pub mod cache;

use crate::error::SidecarError;
use crate::infra::tmux::TmuxController;
use cache::PaneCache;
use std::collections::HashMap;
use std::time::Duration;
use tokio::process::Command;
use tokio::time::timeout;
use tracing::{debug, warn};

/// Scrollback lines captured per pane.
const CAPTURE_LINES: u32 = 600;
/// How long a batch result stays authoritative.
const CACHE_TTL: Duration = Duration::from_millis(300);
/// Wall-clock budget for one direct capture.
const SINGLE_TIMEOUT: Duration = Duration::from_secs(2);
/// Wall-clock budget for a whole batch.
const BATCH_TIMEOUT: Duration = Duration::from_secs(3);

const DELIMITER_PREFIX: &str = "===SIDECAR_SESSION:";
const DELIMITER_SUFFIX: &str = "===";

/// Multiplexes pane captures for all supervisor-owned sessions into one
/// subprocess. With N agents, per-session polling costs N subprocess spawns
/// per tick; one batched `bash -c` collapses that to O(1), at the price of
/// an extra shell layer.
pub struct CaptureEngine {
    cache: PaneCache,
    /// Singleflight gate: at most one batch subprocess at a time. Waiters
    /// queue on the lock and re-consult the cache once they hold it.
    batch_gate: tokio::sync::Mutex<()>,
    prefix: String,
}

impl CaptureEngine {
    pub fn new(prefix: impl Into<String>) -> Self {
        Self {
            cache: PaneCache::new(CACHE_TTL),
            batch_gate: tokio::sync::Mutex::new(()),
            prefix: prefix.into(),
        }
    }

    /// Last `CAPTURE_LINES` lines of the session's scrollback, ANSI styling
    /// preserved and wrapped lines joined. Served from the cache when fresh;
    /// otherwise one batch capture refreshes every supervised session at
    /// once. A session missing from the batch (or a failed batch) falls back
    /// to a direct single capture.
    pub async fn capture(&self, session: &str) -> Result<String, SidecarError> {
        if let Some(hit) = self.cache.get(session) {
            return Ok(hit);
        }

        let _permit = self.batch_gate.lock().await;
        // An earlier holder may have batched while we waited.
        if let Some(hit) = self.cache.get(session) {
            return Ok(hit);
        }

        match self.batch_capture().await {
            Ok(captures) => {
                let wanted = captures.get(session).cloned();
                self.cache.set_all(captures);
                if let Some(output) = wanted {
                    return Ok(output);
                }
                debug!(session, "session missing from batch, trying direct capture");
            }
            Err(e) => {
                warn!(error = %e, "batch capture failed, trying direct capture");
            }
        }

        self.single_capture(session).await
    }

    /// Forget a session's cached capture (used when it is stopped).
    pub fn invalidate(&self, session: &str) {
        self.cache.remove(session);
    }

    async fn batch_capture(&self) -> Result<HashMap<String, String>, SidecarError> {
        let script = batch_script(&self.prefix, CAPTURE_LINES);
        let result = timeout(
            BATCH_TIMEOUT,
            Command::new("bash").arg("-c").arg(&script).output(),
        )
        .await
        .map_err(|_| SidecarError::CaptureTimeout)?;
        let output = result?;
        if !output.status.success() {
            return Err(SidecarError::Tmux(
                String::from_utf8_lossy(&output.stderr).trim().to_string(),
            ));
        }
        Ok(parse_batch_output(&String::from_utf8_lossy(&output.stdout)))
    }

    async fn single_capture(&self, session: &str) -> Result<String, SidecarError> {
        let output = timeout(
            SINGLE_TIMEOUT,
            TmuxController::capture_pane(session, CAPTURE_LINES),
        )
        .await
        .map_err(|_| SidecarError::CaptureTimeout)??;
        self.cache
            .set_all(HashMap::from([(session.to_string(), output.clone())]));
        Ok(output)
    }
}

/// One shell pass over every supervised session: list names with the
/// supervisor prefix, emit a delimiter line, then the pane capture.
fn batch_script(prefix: &str, lines: u32) -> String {
    format!(
        "tmux list-sessions -F '#{{session_name}}' 2>/dev/null | while IFS= read -r s; do\n\
         case \"$s\" in {prefix}*)\n\
           printf '{DELIMITER_PREFIX}%s{DELIMITER_SUFFIX}\\n' \"$s\"\n\
           tmux capture-pane -p -e -J -S -{lines} -t \"$s\" 2>/dev/null\n\
         ;; esac\n\
         done\n\
         exit 0\n"
    )
}

/// Split batch output on the per-session delimiter lines.
fn parse_batch_output(stdout: &str) -> HashMap<String, String> {
    let mut captures = HashMap::new();
    let mut current: Option<(String, Vec<&str>)> = None;

    for line in stdout.lines() {
        let delim = line
            .strip_prefix(DELIMITER_PREFIX)
            .and_then(|rest| rest.strip_suffix(DELIMITER_SUFFIX));
        if let Some(session) = delim {
            if let Some((name, lines)) = current.take() {
                captures.insert(name, lines.join("\n"));
            }
            current = Some((session.to_string(), Vec::new()));
        } else if let Some((_, lines)) = current.as_mut() {
            lines.push(line);
        }
    }
    if let Some((name, lines)) = current {
        captures.insert(name, lines.join("\n"));
    }
    captures
}

#[cfg(test)]
mod tests {
    use super::*;

    #[test]
    fn parses_multi_session_batch() {
        let stdout = "===SIDECAR_SESSION:sidecar-wt-a===\n\
                      line a1\nline a2\n\
                      ===SIDECAR_SESSION:sidecar-wt-b===\n\
                      line b1\n";
        let captures = parse_batch_output(stdout);
        assert_eq!(captures.len(), 2);
        assert_eq!(captures["sidecar-wt-a"], "line a1\nline a2");
        assert_eq!(captures["sidecar-wt-b"], "line b1");
    }

    #[test]
    fn empty_capture_between_delimiters() {
        let stdout = "===SIDECAR_SESSION:sidecar-wt-a===\n\
                      ===SIDECAR_SESSION:sidecar-wt-b===\nx\n";
        let captures = parse_batch_output(stdout);
        assert_eq!(captures["sidecar-wt-a"], "");
        assert_eq!(captures["sidecar-wt-b"], "x");
    }

    #[test]
    fn output_before_first_delimiter_is_dropped() {
        let stdout = "stray noise\n===SIDECAR_SESSION:s===\nbody\n";
        let captures = parse_batch_output(stdout);
        assert_eq!(captures.len(), 1);
        assert_eq!(captures["s"], "body");
    }

    #[test]
    fn empty_stdout_is_empty_map() {
        assert!(parse_batch_output("").is_empty());
    }

    #[test]
    fn delimiter_like_body_lines_are_kept() {
        // A body line that merely contains (not equals) the prefix shape.
        let stdout = "===SIDECAR_SESSION:s===\nsee ===SIDECAR_SESSION marker docs\n";
        let captures = parse_batch_output(stdout);
        assert_eq!(captures["s"], "see ===SIDECAR_SESSION marker docs");
    }

    #[test]
    fn batch_script_embeds_prefix_and_depth() {
        let script = batch_script("sidecar-wt-", 600);
        assert!(script.contains("case \"$s\" in sidecar-wt-*)"));
        assert!(script.contains("-S -600"));
        assert!(script.contains("list-sessions -F '#{session_name}'"));
        // The while-loop pipe must not leak tmux's exit code on no-server.
        assert!(script.trim_end().ends_with("exit 0"));
    }
}
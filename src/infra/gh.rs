use crate::config::MergeMethod;
use crate::error::SidecarError;
use serde::Deserialize;
use std::path::Path;
use tokio::process::Command;

#[derive(Debug, Deserialize)]
#[serde(rename_all = "camelCase")]
pub struct PrStatus {
    #[serde(default)]
    pub url: String,
    #[serde(default)]
    pub state: String,
    #[serde(default)]
    pub merged_at: Option<String>,
}

impl PrStatus {
    pub fn is_merged(&self) -> bool {
        self.merged_at.is_some() || self.state.eq_ignore_ascii_case("merged")
    }
}

/// Create a PR for the current branch. Returns the PR URL that gh prints.
pub async fn create_pr(
    worktree_path: &Path,
    title: &str,
    body: &str,
) -> Result<String, SidecarError> {
    let output = Command::new("gh")
        .current_dir(worktree_path)
        .args(["pr", "create", "--title", title, "--body", body])
        .output()
        .await?;

    if !output.status.success() {
        return Err(SidecarError::Gh(format!(
            "gh pr create failed: {}",
            String::from_utf8_lossy(&output.stderr)
        )));
    }

    // gh prints the created PR URL as the last stdout line.
    let stdout = String::from_utf8_lossy(&output.stdout);
    let url = stdout
        .lines()
        .rev()
        .find(|l| l.starts_with("http"))
        .unwrap_or_default()
        .trim()
        .to_string();
    Ok(url)
}

/// Fetch the merge state of the current branch's PR via gh CLI.
pub async fn pr_status(worktree_path: &Path) -> Result<PrStatus, SidecarError> {
    let output = Command::new("gh")
        .current_dir(worktree_path)
        .args(["pr", "view", "--json", "url,state,mergedAt"])
        .output()
        .await?;

    if !output.status.success() {
        return Err(SidecarError::Gh(format!(
            "gh pr view failed: {}",
            String::from_utf8_lossy(&output.stderr)
        )));
    }

    let status: PrStatus = serde_json::from_slice(&output.stdout)
        .map_err(|e| SidecarError::Gh(format!("Failed to parse PR status: {e}")))?;
    Ok(status)
}

/// Merge the current branch's PR with the chosen method.
pub async fn merge_pr(worktree_path: &Path, method: MergeMethod) -> Result<(), SidecarError> {
    let output = Command::new("gh")
        .current_dir(worktree_path)
        .args(["pr", "merge", method.gh_flag()])
        .output()
        .await?;

    if !output.status.success() {
        return Err(SidecarError::Gh(format!(
            "gh pr merge failed: {}",
            String::from_utf8_lossy(&output.stderr)
        )));
    }
    Ok(())
}

/// Open the branch's PR in the default browser.
pub async fn open_pr_in_browser(worktree_path: &Path) -> Result<(), SidecarError> {
    let output = Command::new("gh")
        .current_dir(worktree_path)
        .args(["pr", "view", "--web"])
        .output()
        .await?;
    if !output.status.success() {
        return Err(SidecarError::Gh(
            String::from_utf8_lossy(&output.stderr).to_string(),
        ));
    }
    Ok(())
}

/// Check if gh CLI is available
pub fn is_available() -> bool {
    which::which("gh").is_ok()
}

#[cfg(test)]
mod tests {
    use super::*;

    #[test]
    fn merged_at_implies_merged() {
        let status: PrStatus = serde_json::from_str(
            r#"{"url":"https://github.com/o/r/pull/1","state":"CLOSED","mergedAt":"2026-07-01T00:00:00Z"}"#,
        )
        .unwrap();
        assert!(status.is_merged());
    }

    #[test]
    fn merged_state_implies_merged() {
        let status: PrStatus =
            serde_json::from_str(r#"{"url":"","state":"MERGED","mergedAt":null}"#).unwrap();
        assert!(status.is_merged());
    }

    #[test]
    fn open_pr_is_not_merged() {
        let status: PrStatus =
            serde_json::from_str(r#"{"url":"u","state":"OPEN","mergedAt":null}"#).unwrap();
        assert!(!status.is_merged());
    }
}
use crate::domain::agent::AgentKind;
use crate::error::SidecarError;
use serde::{Deserialize, Serialize};
use std::path::{Path, PathBuf};

/// Global config: ~/.config/sidecar/config.toml
#[derive(Debug, Clone, Serialize, Deserialize)]
#[serde(default)]
pub struct GlobalConfig {
    /// Prefix for every tmux session this supervisor creates.
    pub session_prefix: String,
    /// tmux scrollback retained per agent session.
    pub history_limit: u32,
    /// Default agent launched into new worktrees.
    pub default_agent: AgentKind,
    /// Primary interactive-mode exit key (unambiguous, exits immediately).
    pub exit_key: ExitKey,
    /// Key that exits interactive mode into a full tmux attach.
    pub attach_key: ExitKey,
    /// Default merge method for the merge workflow.
    pub merge_method: MergeMethod,
    pub cleanup: CleanupDefaults,
    /// OS notification when an unfocused agent starts waiting or finishes.
    pub notify_on_attention: bool,
}

/// A ctrl-chord the relay recognizes without forwarding. Stored as the
/// character pressed with Ctrl held (e.g. '\\' for Ctrl+\).
#[derive(Debug, Clone, Copy, PartialEq, Eq, Serialize, Deserialize)]
pub struct ExitKey(pub char);

#[derive(Debug, Clone, Copy, PartialEq, Eq, Serialize, Deserialize)]
#[serde(rename_all = "lowercase")]
pub enum MergeMethod {
    Merge,
    Squash,
    Rebase,
}

impl MergeMethod {
    /// The `gh pr merge` flag for this method.
    pub fn gh_flag(self) -> &'static str {
        match self {
            MergeMethod::Merge => "--merge",
            MergeMethod::Squash => "--squash",
            MergeMethod::Rebase => "--rebase",
        }
    }
}

/// Default states for the post-merge cleanup checkboxes.
#[derive(Debug, Clone, Serialize, Deserialize)]
#[serde(default)]
pub struct CleanupDefaults {
    pub delete_worktree: bool,
    pub delete_local_branch: bool,
    pub delete_remote_branch: bool,
    pub pull_after_merge: bool,
}

impl Default for CleanupDefaults {
    fn default() -> Self {
        Self {
            delete_worktree: true,
            delete_local_branch: true,
            delete_remote_branch: false,
            pull_after_merge: true,
        }
    }
}

impl Default for GlobalConfig {
    fn default() -> Self {
        Self {
            session_prefix: "sidecar-wt-".into(),
            history_limit: 10_000,
            default_agent: AgentKind::Claude,
            exit_key: ExitKey('\\'),
            attach_key: ExitKey(']'),
            merge_method: MergeMethod::Squash,
            cleanup: CleanupDefaults::default(),
            notify_on_attention: true,
        }
    }
}

/// Workspace config: <workspace>/.sidecar/config.toml (overrides)
#[derive(Debug, Clone, Default, Serialize, Deserialize)]
#[serde(default)]
pub struct WorkspaceConfig {
    pub worktree_base_dir: Option<PathBuf>,
    pub default_branch: Option<String>,
    pub default_agent: Option<AgentKind>,
}

/// Merged config with resolved values
#[derive(Debug, Clone)]
pub struct MergedConfig {
    pub global: GlobalConfig,
    pub workspace: WorkspaceConfig,
}

impl MergedConfig {
    pub fn session_prefix(&self) -> &str {
        &self.global.session_prefix
    }

    pub fn default_agent(&self) -> AgentKind {
        self.workspace
            .default_agent
            .unwrap_or(self.global.default_agent)
    }

    pub fn worktree_base_dir(&self, workspace_root: &Path) -> PathBuf {
        self.workspace
            .worktree_base_dir
            .clone()
            .unwrap_or_else(|| {
                workspace_root
                    .parent()
                    .unwrap_or(workspace_root)
                    .to_path_buf()
            })
    }
}

/// Load and merge configuration from all sources.
///
/// Resolution order:
/// 1. <workspace>/.sidecar/config.toml
/// 2. ~/.config/sidecar/config.toml
/// 3. Built-in defaults
///
/// A missing file at any layer is not an error; defaults apply.
pub fn load_config(workspace_root: Option<&Path>) -> Result<MergedConfig, SidecarError> {
    let global_config_path = global_config_dir().join("config.toml");
    let global = if global_config_path.exists() {
        let content = std::fs::read_to_string(&global_config_path)
            .map_err(|e| SidecarError::Config(format!("Failed to read global config: {e}")))?;
        toml::from_str(&content)
            .map_err(|e| SidecarError::Config(format!("Failed to parse global config: {e}")))?
    } else {
        GlobalConfig::default()
    };

    let workspace = if let Some(root) = workspace_root {
        let ws_config_path = root.join(".sidecar").join("config.toml");
        if ws_config_path.exists() {
            let content = std::fs::read_to_string(&ws_config_path).map_err(|e| {
                SidecarError::Config(format!("Failed to read workspace config: {e}"))
            })?;
            toml::from_str(&content).map_err(|e| {
                SidecarError::Config(format!("Failed to parse workspace config: {e}"))
            })?
        } else {
            WorkspaceConfig::default()
        }
    } else {
        WorkspaceConfig::default()
    };

    Ok(MergedConfig { global, workspace })
}

pub fn global_config_dir() -> PathBuf {
    dirs::config_dir()
        .unwrap_or_else(|| PathBuf::from("~/.config"))
        .join("sidecar")
}

#[cfg(test)]
mod tests {
    use super::*;

    #[test]
    fn defaults_are_sane() {
        let cfg = GlobalConfig::default();
        assert_eq!(cfg.session_prefix, "sidecar-wt-");
        assert_eq!(cfg.history_limit, 10_000);
        assert_eq!(cfg.exit_key, ExitKey('\\'));
        assert_eq!(cfg.attach_key, ExitKey(']'));
    }

    #[test]
    fn workspace_overrides_default_agent() {
        let merged = MergedConfig {
            global: GlobalConfig::default(),
            workspace: WorkspaceConfig {
                default_agent: Some(AgentKind::Aider),
                ..Default::default()
            },
        };
        assert_eq!(merged.default_agent(), AgentKind::Aider);
    }

    #[test]
    fn partial_toml_fills_defaults() {
        let cfg: GlobalConfig = toml::from_str("session_prefix = \"wt-\"").unwrap();
        assert_eq!(cfg.session_prefix, "wt-");
        assert_eq!(cfg.history_limit, 10_000);
    }

    #[test]
    fn merge_method_flags() {
        assert_eq!(MergeMethod::Squash.gh_flag(), "--squash");
        assert_eq!(MergeMethod::Merge.gh_flag(), "--merge");
        assert_eq!(MergeMethod::Rebase.gh_flag(), "--rebase");
    }
}
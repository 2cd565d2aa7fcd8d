//! Moving run events from a supervisor's worker thread onto a thread of the
//! caller's choosing.
//!
//! A [`DispatchSender`] turns into the `(on_line, on_exit)` callback pair a
//! supervisor expects; every event goes into an unbounded channel, so nothing
//! is dropped and the worker never waits on the consumer. The [`Dispatcher`]
//! stays on the designated thread and hands events to an [`EventHandler`] in
//! the order they were produced.

use std::sync::mpsc::{self, Receiver, Sender, TryRecvError};

use crate::error::{CoreError, CoreResult};
use crate::supervisor::{ExitCallback, LineCallback, RunOutcome};

/// One event of a run. `Exit` is always the last event of its run.
#[derive(Debug, Clone, PartialEq, Eq)]
pub enum RunEvent {
    Line(String),
    Exit(RunOutcome),
}

/// Consumer of run events on the designated thread.
pub trait EventHandler {
    fn on_line(&mut self, line: &str);
    fn on_exit(&mut self, outcome: &RunOutcome);
}

/// Producer half. Cheap to clone and safe to move to any thread.
#[derive(Debug, Clone)]
pub struct DispatchSender {
    tx: Sender<RunEvent>,
}

impl DispatchSender {
    pub fn send(&self, event: RunEvent) {
        // Fails only once the dispatcher is gone, when nobody is listening.
        let _ = self.tx.send(event);
    }

    /// Callbacks for [`crate::supervisor::Supervisor::start`].
    pub fn callbacks(&self) -> (LineCallback, ExitCallback) {
        let line_tx = self.clone();
        let exit_tx = self.clone();
        (
            Box::new(move |line| line_tx.send(RunEvent::Line(line))),
            Box::new(move |outcome| exit_tx.send(RunEvent::Exit(outcome))),
        )
    }
}

/// Consumer half, owned by the designated thread.
#[derive(Debug)]
pub struct Dispatcher {
    rx: Receiver<RunEvent>,
}

impl Dispatcher {
    pub fn new() -> (Dispatcher, DispatchSender) {
        let (tx, rx) = mpsc::channel();
        (Dispatcher { rx }, DispatchSender { tx })
    }

    /// Delivers every event already queued without blocking. Returns the
    /// outcome if an `Exit` event was among them; delivery stops after it.
    pub fn try_dispatch(&self, handler: &mut dyn EventHandler) -> Option<RunOutcome> {
        loop {
            match self.rx.try_recv() {
                Ok(event) => {
                    if let Some(outcome) = deliver(handler, event) {
                        return Some(outcome);
                    }
                }
                Err(TryRecvError::Empty | TryRecvError::Disconnected) => return None,
            }
        }
    }

    /// Blocks, delivering events as they arrive, until the run exits.
    pub fn run_until_exit(&self, handler: &mut dyn EventHandler) -> CoreResult<RunOutcome> {
        for event in self.rx.iter() {
            if let Some(outcome) = deliver(handler, event) {
                return Ok(outcome);
            }
        }
        Err(CoreError::RuntimeFailure(
            "event channel closed before the run exited".to_string(),
        ))
    }
}

fn deliver(handler: &mut dyn EventHandler, event: RunEvent) -> Option<RunOutcome> {
    match event {
        RunEvent::Line(line) => {
            handler.on_line(&line);
            None
        }
        RunEvent::Exit(outcome) => {
            handler.on_exit(&outcome);
            Some(outcome)
        }
    }
}
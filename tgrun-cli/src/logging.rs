// ============================================================================
// tgrun-cli/src/logging.rs
// ============================================================================
//
// LOGGING SETUP: Console or file logging for the tgrun binary
//
// Console logging uses env_logger and honours RUST_LOG; without it the level
// is `info` (`debug` with -v). With --log-file, everything goes to the file
// through tgrun-core's log4rs setup instead.
//
// The tool's own output lines are logged at trace level under the target
// `tgrun::output`, so RUST_LOG=tgrun::output=trace mirrors them into the log.

use anyhow::Result;
use log::LevelFilter;
use std::io::Write;
use std::path::Path;

pub fn level_for(verbose: bool) -> LevelFilter {
    if verbose {
        LevelFilter::Debug
    } else {
        LevelFilter::Info
    }
}

/// Initializes logging for the process. Call once, before any run starts.
///
/// A `log_file` naming an existing directory gets a timestamped file inside it.
pub fn init_logging(log_file: Option<&Path>, verbose: bool) -> Result<()> {
    let level = level_for(verbose);
    match log_file {
        Some(dir) if dir.is_dir() => {
            let path = tgrun_core::file_logging::default_log_path(dir);
            tgrun_core::file_logging::setup_file_logging(&path, level)
        }
        Some(path) => tgrun_core::file_logging::setup_file_logging(path, level),
        None => {
            env_logger::Builder::new()
                .filter_level(level)
                .parse_default_env()
                .format(|buf, record| {
                    writeln!(buf, "[{}] {}", record.level(), record.args())
                })
                .try_init()?;
            Ok(())
        }
    }
}
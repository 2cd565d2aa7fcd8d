//! Command implementations for the CLI.
//!
//! Each submodule contains the implementation of a specific command.

/// `check`: dependency report.
pub mod check;
/// `convert` and `spoof`: supervised tool runs.
pub mod run;

use crate::cli::GlobalArgs;
use crate::error::{CliErrorContext, CliResult};

use tgrun_core::config::FFMPEG_TOOL_NAME;
use tgrun_core::discovery::{default_bundle_dirs, find_bundled_tool_dir};
use tgrun_core::{CommandResolver, CoreConfig, CoreConfigBuilder, ModuleRegistry};

use log::debug;

/// Builds the core configuration from the global flags.
///
/// A copy of ffmpeg bundled next to the binary is added to the search dirs
/// when ffmpeg is not already on `PATH`.
pub fn build_config(global: &GlobalArgs) -> CliResult<CoreConfig> {
    let mut config = CoreConfigBuilder::new()
        .tool_name(global.tool.clone())
        .module_name(global.module.clone())
        .extra_search_dirs(global.search_dirs.clone())
        .echo_command(!global.no_echo)
        .build();
    config.validate().cli_context("Invalid configuration")?;

    let resolver = CommandResolver::new(config.clone(), ModuleRegistry::new());
    if !resolver.has_ffmpeg() {
        if let Some(dir) = find_bundled_tool_dir(&default_bundle_dirs(), FFMPEG_TOOL_NAME) {
            debug!("Using bundled ffmpeg from {}", dir.display());
            config.extra_search_dirs.push(dir);
        }
    }
    Ok(config)
}
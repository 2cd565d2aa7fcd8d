// tgrun-cli/src/lib.rs
//
// Library portion of the tgrun CLI application.
// Contains argument definitions and command logic.

pub mod cli;
pub mod commands;
pub mod error;
pub mod logging;
pub mod progress;

// Re-export items needed by the binary or integration tests
pub use cli::{Cli, Commands, ConvertCommand, GlobalArgs, SpoofCommand};
pub use commands::check::run_check;
pub use commands::run::{run_convert, run_spoof, run_tool};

-.-.-

**EXERCISE DESCRIPTION**
Search the preceding listing for "Aider" and extract every line where it is found.

**ANSWER SECTION**
                default_agent: Some(AgentKind::Aider),
        assert_eq!(merged.default_agent(), AgentKind::Aider);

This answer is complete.